Before Skinamarink: Heck — Kyle Edward Ball’s Free 30-Minute Nightmare Short That’s Even Scarier

Kyle Edward Ball released a 30-minute horror short called Heck that predates his 2023 feature Skinamarink. Heck is available for free on YouTube, and it grew out of Ball’s series of short videos on his YouTube channel, Bitesize Nightmares, which ran from 2017 to 2020.

    1. What Heck is about
  1. Format and style
  2. Where to watch
  3. Credits and details

What Heck is about

Heck is a half-hour, low-budget short that follows a character labeled “Boy” after he “wakes up in the middle of night to the sound of his mom’s television blaring.” The Boy wanders a house while calling out “Mommy” and appearing uncertain about where to go. The film uses title cards that count time, including the exact cards: “2 sleeps”; “5 sleeps”; “49 sleeps”; “314 sleeps.”

Format and style

Ball made Heck using techniques similar to his earlier videos: locked-off shots of interior spaces, close-ups with strong color casts, white noise, and pixelated imagery. The short features Ball’s narration and a deliberately slow pacing across its 30-minute runtime. These elements were also present in the Bitesize Nightmares series, which adapted viewers’ submitted dreams into short film segments.

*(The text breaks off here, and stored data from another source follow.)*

//! Script execution state
//!
//! Holds mutable per-script state: the sandbox root and current
//! subdirectory, `D` definitions, the groups of the last match, the
//! current timeout, and the log.

use std::collections::HashMap;
use std::path::{Path, PathBuf};
use std::time::Duration;
use crate::error::ScriptError;

/// Mutable state for a single script execution
#[derive(Debug)]
pub struct State {
    /// Sandbox root for this script
    pub workdir: PathBuf,
    /// Current directory (changed by `C`)
    pub pwd: PathBuf,
    /// Variables set with `D`
    vars: HashMap<String, String>,
    /// Groups of the last `>` comparison; `${0}` is the whole match
    pub groups: Vec<String>,
    /// Deadline applied to each program run (`None` = unlimited)
    pub timeout: Option<Duration>,
    /// Execution log
    pub log: String,
}

impl State {
    /// Create a new State rooted at the given sandbox directory
    pub fn new(workdir: PathBuf, timeout: Option<Duration>) -> Self {
        let pwd = workdir.clone();
        Self {
            workdir,
            pwd,
            vars: HashMap::new(),
            groups: Vec::new(),
            timeout,
            log: String::new(),
        }
    }

    /// Set (or overwrite) a variable
    pub fn define(&mut self, name: impl Into<String>, value: impl Into<String>) {
        self.vars.insert(name.into(), value.into());
    }

    pub fn var(&self, name: &str) -> Option<&str> {
        self.vars.get(name).map(|s| s.as_str())
    }

    /// Substitute `${...}` in a script line (comments are left alone)
    pub fn substitute(&self, line: &str) -> Result<String, ScriptError> {
        crate::subst::substitute(line, &self.vars, &self.groups)
    }

    /// Substitute `${...}` in an expected-output line
    pub fn expand(&self, line: &str) -> Result<String, ScriptError> {
        crate::subst::expand(line, &self.vars, &self.groups)
    }

    /// Resolve a path relative to the current directory.
    pub fn resolve_path(&self, path: &str) -> PathBuf {
        let p = Path::new(path);
        if p.is_absolute() {
            clean_path(p)
        } else {
            clean_path(&self.pwd.join(path))
        }
    }

    /// Switch to `workdir/name`, creating it if needed. An empty name goes
    /// back to the sandbox root.
    pub fn chdir(&mut self, name: &str) -> Result<(), std::io::Error> {
        if name.is_empty() {
            self.pwd = self.workdir.clone();
            return Ok(());
        }
        let dir = clean_path(&self.workdir.join(name));
        if !dir.starts_with(clean_path(&self.workdir)) {
            return Err(std::io::Error::new(
                std::io::ErrorKind::PermissionDenied,
                format!(
                    "path escapes sandbox: {} (workdir: {})",
                    name,
                    self.workdir.display(),
                ),
            ));
        }
        if !dir.exists() {
            std::fs::create_dir_all(&dir)?;
        }
        self.pwd = dir;
        Ok(())
    }

    /// Write a log entry
    pub fn logf(&mut self, msg: &str) {
        self.log.push_str(msg);
        if !msg.ends_with('\n') {
            self.log.push('\n');
        }
    }
}

/// Clean a path by resolving `.` and `..` components lexically.
///
/// Unlike `canonicalize()`, this does not require the path to exist on disk.
fn clean_path(path: &Path) -> PathBuf {
    use std::path::Component;

    let mut components = Vec::new();
    let mut has_root = false;
    let mut prefix: Option<Component> = None;

    for component in path.components() {
        match component {
            Component::RootDir => {
                has_root = true;
                components.clear();
            }
            Component::Prefix(_) => {
                prefix = Some(component);
                components.clear();
            }
            Component::CurDir => {}
            Component::ParentDir => {
                // '..' at the root is dropped; leading '..' of a relative path is kept
                match components.last() {
                    Some(Component::Normal(_)) => {
                        components.pop();
                    }
                    _ if !has_root => components.push(component),
                    _ => {}
                }
            }
            Component::Normal(_) => components.push(component),
        }
    }

    if components.is_empty() && !has_root && prefix.is_none() {
        return PathBuf::from(".");
    }

    let mut result = PathBuf::new();
    if let Some(p) = prefix {
        result.push(p);
    }
    if has_root {
        result.push(std::path::MAIN_SEPARATOR.to_string());
    }
    for c in &components {
        result.push(c);
    }
    result
}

Connections to Bitesize Nightmares

The short is an extended version of the themes Ball explored on his YouTube channel. Bitesize Nightmares ran in earnest from 2017 to 2020 and presented viewer-submitted dreams as brief visual pieces that combined ambient sound and static camera compositions.

Where to watch

Heck is streaming on YouTube. Below is the direct video link.

Ball’s YouTube channel is available at Bitesize Nightmares. Meanwhile, the feature Skinamarink (2023) can be rented through various services; one listing for rental availability is on JustWatch.

Credits and details

Title: Heck
Creator/Director: Kyle Edward Ball
Runtime: ~30 minutes
Related work: Skinamarink (feature film, 2023)
Source channel: Bitesize Nightmares (2017–2020)

Heck and Ball’s earlier shorts use specific visual and audio techniques to present short-form dream adaptations, and the short remains available on YouTube for anyone who wants to watch it.